___ PROVIDED RECORDS ___

//! Vault client orchestration
//!
//! Connects the wallet, binds the vault contract for the active account,
//! runs reads and transactions against it, and records every outcome in the
//! view-state store. Errors are returned to the caller, logged, and
//! reflected in the state; none of them leaves the client unusable.

use std::future::Future;
use std::sync::{Arc, PoisonError, RwLock};

use alloy::primitives::{Address, U256};

use crate::config::{ClientConfig, ContractConfig};
use crate::contract::{DepositRecord, VaultContract};
use crate::error::VaultError;
use crate::provider::{TransactionReceipt, WalletProvider};
use crate::rpc::JsonRpcProvider;
use crate::state::{Action, Operation, Query, Store, ViewState};
use crate::units::parse_ether;
use crate::Result;

pub struct VaultClient {
    /// `None` when no wallet is available to this process
    provider: Option<Arc<dyn WalletProvider>>,
    contract_config: ContractConfig,
    store: Store,
    /// Present only after a successful connection
    contract: RwLock<Option<Arc<VaultContract>>>,
}

impl VaultClient {
    pub fn new(provider: Option<Arc<dyn WalletProvider>>, contract_config: ContractConfig) -> Self {
        log::info!("Vault contract at {}", contract_config.address);
        Self {
            provider,
            contract_config,
            store: Store::new(),
            contract: RwLock::new(None),
        }
    }

    /// Build a client backed by the JSON-RPC provider from `config`
    pub fn from_config(config: &ClientConfig) -> Result<Self> {
        let contract_config = config.load_contract()?;
        let provider = match config.rpc_url {
            Some(ref url) => {
                let provider = JsonRpcProvider::new(
                    url.clone(),
                    config.rpc_timeout,
                    config.confirmation_poll_interval,
                )?;
                Some(Arc::new(provider) as Arc<dyn WalletProvider>)
            }
            None => None,
        };
        Ok(Self::new(provider, contract_config))
    }

    /// Current snapshot
    pub fn state(&self) -> Arc<ViewState> {
        self.store.snapshot()
    }

    pub fn contract_address(&self) -> Address {
        self.contract_config.address
    }

    fn contract_handle(&self) -> Option<Arc<VaultContract>> {
        self.contract
            .read()
            .unwrap_or_else(PoisonError::into_inner)
            .clone()
    }

    fn set_contract_handle(&self, contract: Option<Arc<VaultContract>>) {
        *self.contract.write().unwrap_or_else(PoisonError::into_inner) = contract;
    }

    fn active_account(&self) -> Option<Address> {
        self.store.snapshot().account()
    }

    // ============================================================================
    // Connection
    // ============================================================================

    /// Request account access and bind the contract for the first account
    ///
    /// On success the balance, governance tokens and deposit info are loaded
    /// independently; a failing read does not fail the connection.
    pub async fn connect(&self) -> Result<Address> {
        let _guard = self.store.try_begin(Operation::Connect)?;

        let provider = match self.provider {
            Some(ref provider) => provider.clone(),
            None => {
                let err = VaultError::ProviderMissing;
                log::error!("{}", err);
                self.store.dispatch(Action::ProviderMissing {
                    notice: err.to_string(),
                });
                return Err(err);
            }
        };

        let (account, contract) = match self.open_session(provider).await {
            Ok(session) => session,
            Err(e) => {
                log::error!("Wallet connection failed: {}", e);
                self.set_contract_handle(None);
                self.store.dispatch(Action::ConnectFailed {
                    error: e.to_string(),
                });
                return Err(e);
            }
        };

        log::info!("Connected account {} to vault {}", account, contract.address());
        self.set_contract_handle(Some(Arc::new(contract)));
        self.store.dispatch(Action::Connected { account });

        let _ = tokio::join!(
            self.refresh_balance(),
            self.refresh_governance_tokens(),
            self.fetch_deposit_info(),
        );

        Ok(account)
    }

    async fn open_session(
        &self,
        provider: Arc<dyn WalletProvider>,
    ) -> Result<(Address, VaultContract)> {
        let accounts = provider.request_accounts().await?;
        let account = accounts.into_iter().next().ok_or(VaultError::NoAccounts)?;
        let contract = VaultContract::bind(&self.contract_config, provider, account)?;
        Ok((account, contract))
    }

    // ============================================================================
    // Reads
    // ============================================================================

    fn record_query_failure(&self, query: Query, err: &VaultError) {
        log::error!("Failed to fetch {}: {}", query, err);
        self.store.dispatch(Action::QueryFailed {
            query,
            error: err.to_string(),
        });
    }

    /// Reload the ETH balance of the active account
    ///
    /// `Ok(None)` when not connected.
    pub async fn refresh_balance(&self) -> Result<Option<U256>> {
        let (Some(provider), Some(account)) = (self.provider.as_ref(), self.active_account())
        else {
            return Ok(None);
        };

        match provider.get_balance(account).await {
            Ok(wei) => {
                self.store.dispatch(Action::BalanceLoaded(wei));
                Ok(Some(wei))
            }
            Err(e) => {
                self.record_query_failure(Query::Balance, &e);
                Err(e)
            }
        }
    }

    pub async fn refresh_governance_tokens(&self) -> Result<Option<U256>> {
        let (Some(contract), Some(account)) = (self.contract_handle(), self.active_account())
        else {
            return Ok(None);
        };

        match contract.governance_tokens(account).await {
            Ok(tokens) => {
                self.store.dispatch(Action::GovernanceTokensLoaded(tokens));
                Ok(Some(tokens))
            }
            Err(e) => {
                self.record_query_failure(Query::GovernanceTokens, &e);
                Err(e)
            }
        }
    }

    /// Read the deposit record of the active account
    ///
    /// No-op returning `Ok(None)` without a contract handle and account. On
    /// failure the previously displayed values stay in place.
    pub async fn fetch_deposit_info(&self) -> Result<Option<DepositRecord>> {
        let (Some(contract), Some(account)) = (self.contract_handle(), self.active_account())
        else {
            return Ok(None);
        };

        match contract.deposit_record(account).await {
            Ok(record) => {
                log::debug!("Deposit record for {}: {:?}", account, record);
                self.store.dispatch(Action::DepositLoaded(record));
                Ok(Some(record))
            }
            Err(e) => {
                self.record_query_failure(Query::DepositInfo, &e);
                Err(e)
            }
        }
    }

    // ============================================================================
    // Transactions
    // ============================================================================

    /// Deposit `amount` ETH (decimal string) into the vault
    pub async fn deposit(&self, amount: &str) -> Result<TransactionReceipt> {
        self.transact(Operation::Deposit, amount, |contract, wei| async move {
            contract.deposit(wei).await
        })
        .await
    }

    /// Withdraw `amount` ETH (decimal string) from the vault
    pub async fn withdraw(&self, amount: &str) -> Result<TransactionReceipt> {
        self.transact(Operation::Withdraw, amount, |contract, wei| async move {
            contract.withdraw(wei).await
        })
        .await
    }

    async fn transact<F, Fut>(
        &self,
        operation: Operation,
        amount: &str,
        submit: F,
    ) -> Result<TransactionReceipt>
    where
        F: FnOnce(Arc<VaultContract>, U256) -> Fut,
        Fut: Future<Output = Result<String>>,
    {
        let _guard = self.store.try_begin(operation).map_err(|e| {
            log::warn!("{}", e);
            e
        })?;
        self.store.dispatch(Action::AmountChanged(amount.to_string()));

        let outcome = async {
            let contract = self.contract_handle().ok_or(VaultError::NotConnected)?;
            let wei = parse_ether(amount)?;
            log::info!("{} of {} wei requested by {}", operation, wei, contract.signer());
            let tx_hash = submit(contract.clone(), wei).await?;
            contract.wait(&tx_hash).await
        }
        .await;

        match outcome {
            Ok(receipt) => {
                log::info!("{} confirmed: {}", operation, receipt.tx_hash);
                self.store.dispatch(Action::TransactionConfirmed {
                    operation,
                    tx_hash: receipt.tx_hash.clone(),
                    notice: format!("{} successful!", operation),
                });
                let _ = tokio::join!(self.fetch_deposit_info(), self.refresh_balance());
                Ok(receipt)
            }
            Err(e) => {
                if e.is_user_error() {
                    log::warn!("{} failed: {}", operation, e);
                } else {
                    log::error!("{} failed: {}", operation, e);
                }
                self.store.dispatch(Action::TransactionFailed {
                    operation,
                    error: e.to_string(),
                });
                Err(e)
            }
        }
    }

    // ============================================================================
    // Form state
    // ============================================================================

    pub fn set_amount(&self, amount: impl Into<String>) -> Arc<ViewState> {
        self.store.dispatch(Action::AmountChanged(amount.into()))
    }

    pub fn dismiss_error(&self) -> Arc<ViewState> {
        self.store.dispatch(Action::ErrorDismissed)
    }

    pub fn dismiss_notice(&self) -> Arc<ViewState> {
        self.store.dispatch(Action::NoticeDismissed)
    }
}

___

Using the data above, copy each line that contains "ViewState".

use crate::state::{Action, Operation, Query, Store, ViewState};
    pub fn state(&self) -> Arc<ViewState> {
    pub fn set_amount(&self, amount: impl Into<String>) -> Arc<ViewState> {
    pub fn dismiss_error(&self) -> Arc<ViewState> {
    pub fn dismiss_notice(&self) -> Arc<ViewState> {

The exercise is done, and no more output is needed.